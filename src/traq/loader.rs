use crate::traq::{entry::TimeEntry, DateTime};

/// How a stored day log is prepared before it is summed.
#[derive(Clone, Copy, Debug, Default, PartialEq, Eq)]
pub enum Loader {
    /// Use the log as stored.
    #[default]
    Plain,
    /// Close a still running tag at the current time, so that live activity
    /// shows up in evaluations. The extra stop is never written back.
    Running,
}

impl Loader {
    pub fn apply(self, mut entries: Vec<TimeEntry>, now: DateTime) -> Vec<TimeEntry> {
        if self == Loader::Running {
            if let Some(last) = entries.last() {
                if !last.is_stop() {
                    entries.push(TimeEntry::stop(now));
                }
            }
        }
        entries
    }
}
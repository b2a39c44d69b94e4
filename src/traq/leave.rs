use std::{fs, io, path::Path};

use anyhow::{Context, Result};
use chrono::{Datelike, NaiveDate, Weekday};
use serde::Deserialize;
use tracing::debug;

/// Hours expected on a regular working day, break included.
const WORKDAY_SECONDS: i64 = (8 + 1) * 60 * 60;

/// Days off for one year, read from `leave-<year>.json` in the data directory.
#[derive(Debug, Default, Deserialize)]
pub struct Leave {
    #[serde(default)]
    pub holidays: Vec<NaiveDate>,
    #[serde(default)]
    pub vacation: Vec<NaiveDate>,
    #[serde(default)]
    pub sick: Vec<NaiveDate>,
}

impl Leave {
    pub fn load(root: &Path, year: i32) -> Result<Self> {
        let path = root.join(format!("leave-{year:04}.json"));
        match fs::read_to_string(&path) {
            Ok(content) => serde_json::from_str(&content)
                .with_context(|| format!("error: Failed to parse {}", path.display())),
            Err(e) if e.kind() == io::ErrorKind::NotFound => {
                debug!(path = %path.display(), "no leave file, assuming no days off");
                Ok(Self::default())
            }
            Err(e) => {
                Err(e).with_context(|| format!("error: Failed to read {}", path.display()))
            }
        }
    }

    pub fn is_day_off(&self, date: NaiveDate) -> bool {
        self.holidays.contains(&date) || self.vacation.contains(&date) || self.sick.contains(&date)
    }

    /// Seconds of work expected over `dates`: a full day for every weekday
    /// that is not a day off.
    pub fn expected_seconds(&self, dates: &[NaiveDate]) -> i64 {
        dates
            .iter()
            .filter(|date| !matches!(date.weekday(), Weekday::Sat | Weekday::Sun))
            .filter(|date| !self.is_day_off(**date))
            .count() as i64
            * WORKDAY_SECONDS
    }
}
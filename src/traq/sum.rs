use std::collections::BTreeMap;

use chrono::NaiveTime;
use clap::ValueEnum;

use crate::traq::{entry::TimeEntry, DateTime, STOP};

/// Seconds tracked per tag.
pub type Totals = BTreeMap<String, i64>;

/// What happens to a tag that is still open when the log ends.
#[derive(Clone, Copy, Debug, Default, PartialEq, Eq, ValueEnum)]
pub enum Unterminated {
    /// Close it at 23:59:59 of the day it was opened on, in its own offset.
    #[default]
    EndOfDay,
    /// Leave it uncounted. Use this when the caller closes logs itself.
    Ignore,
}

/// Adds up the time spent on every tag of one day log.
///
/// A tag runs from its latest entry until the next entry with a different
/// tag. Repeating the running tag restarts its interval without counting the
/// time before it. The `stop` tag ends the running tag without starting a new
/// one. Entries with an empty tag (the result of decoding a broken line) reset
/// the running tag without attributing any time to it.
///
/// Durations are differences of Unix timestamps, so entries written in
/// different offsets subtract correctly. Entries out of chronological order
/// produce negative durations, which are kept as they are.
///
/// The keys `""` and `stop` never appear in the result.
pub fn sum_entries(entries: &[TimeEntry], unterminated: Unterminated) -> Totals {
    let mut totals = Totals::new();
    let mut current_tag = String::new();
    let mut current_time = DateTime::default();

    for entry in entries {
        if entry.tag.is_empty() {
            current_tag.clear();
            totals.insert(String::new(), 0);
        } else if entry.is_stop() {
            add(&mut totals, &current_tag, elapsed(current_time, entry.timestamp));
            current_tag.clear();
        } else if entry.tag != current_tag {
            add(&mut totals, &current_tag, elapsed(current_time, entry.timestamp));
            current_tag.clone_from(&entry.tag);
        }
        current_time = entry.timestamp;
    }

    if unterminated == Unterminated::EndOfDay && !current_tag.is_empty() {
        if let Some(end) = end_of_day(current_time) {
            add(&mut totals, &current_tag, elapsed(current_time, end));
        }
    }

    totals.remove("");
    totals.remove(STOP);
    totals
}

/// Adds every total of `other` onto `totals`.
pub fn merge(totals: &mut Totals, other: Totals) {
    for (tag, seconds) in other {
        *totals.entry(tag).or_insert(0) += seconds;
    }
}

pub fn hours(seconds: i64) -> f64 {
    seconds as f64 / 3600.0
}

fn add(totals: &mut Totals, tag: &str, seconds: i64) {
    *totals.entry(tag.to_string()).or_insert(0) += seconds;
}

fn elapsed(from: DateTime, to: DateTime) -> i64 {
    to.timestamp() - from.timestamp()
}

fn end_of_day(time: DateTime) -> Option<DateTime> {
    let last_second = NaiveTime::from_hms_opt(23, 59, 59)?;
    time.date_naive()
        .and_time(last_second)
        .and_local_timezone(*time.offset())
        .single()
}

-=-=-

▶ **ABOUT THIS EXERCISE**
Going down from the first line of the entries above, restate each line word for word until the line holding "that live activity" is done.

▶ **FINISHED TASK**
filename src/traq/loader.rs
use crate::traq::{entry::TimeEntry, DateTime};

/// How a stored day log is prepared before it is summed.
#[derive(Clone, Copy, Debug, Default, PartialEq, Eq)]
pub enum Loader {
    /// Use the log as stored.
    #[default]
    Plain,
    /// Close a still running tag at the current time, so that live activity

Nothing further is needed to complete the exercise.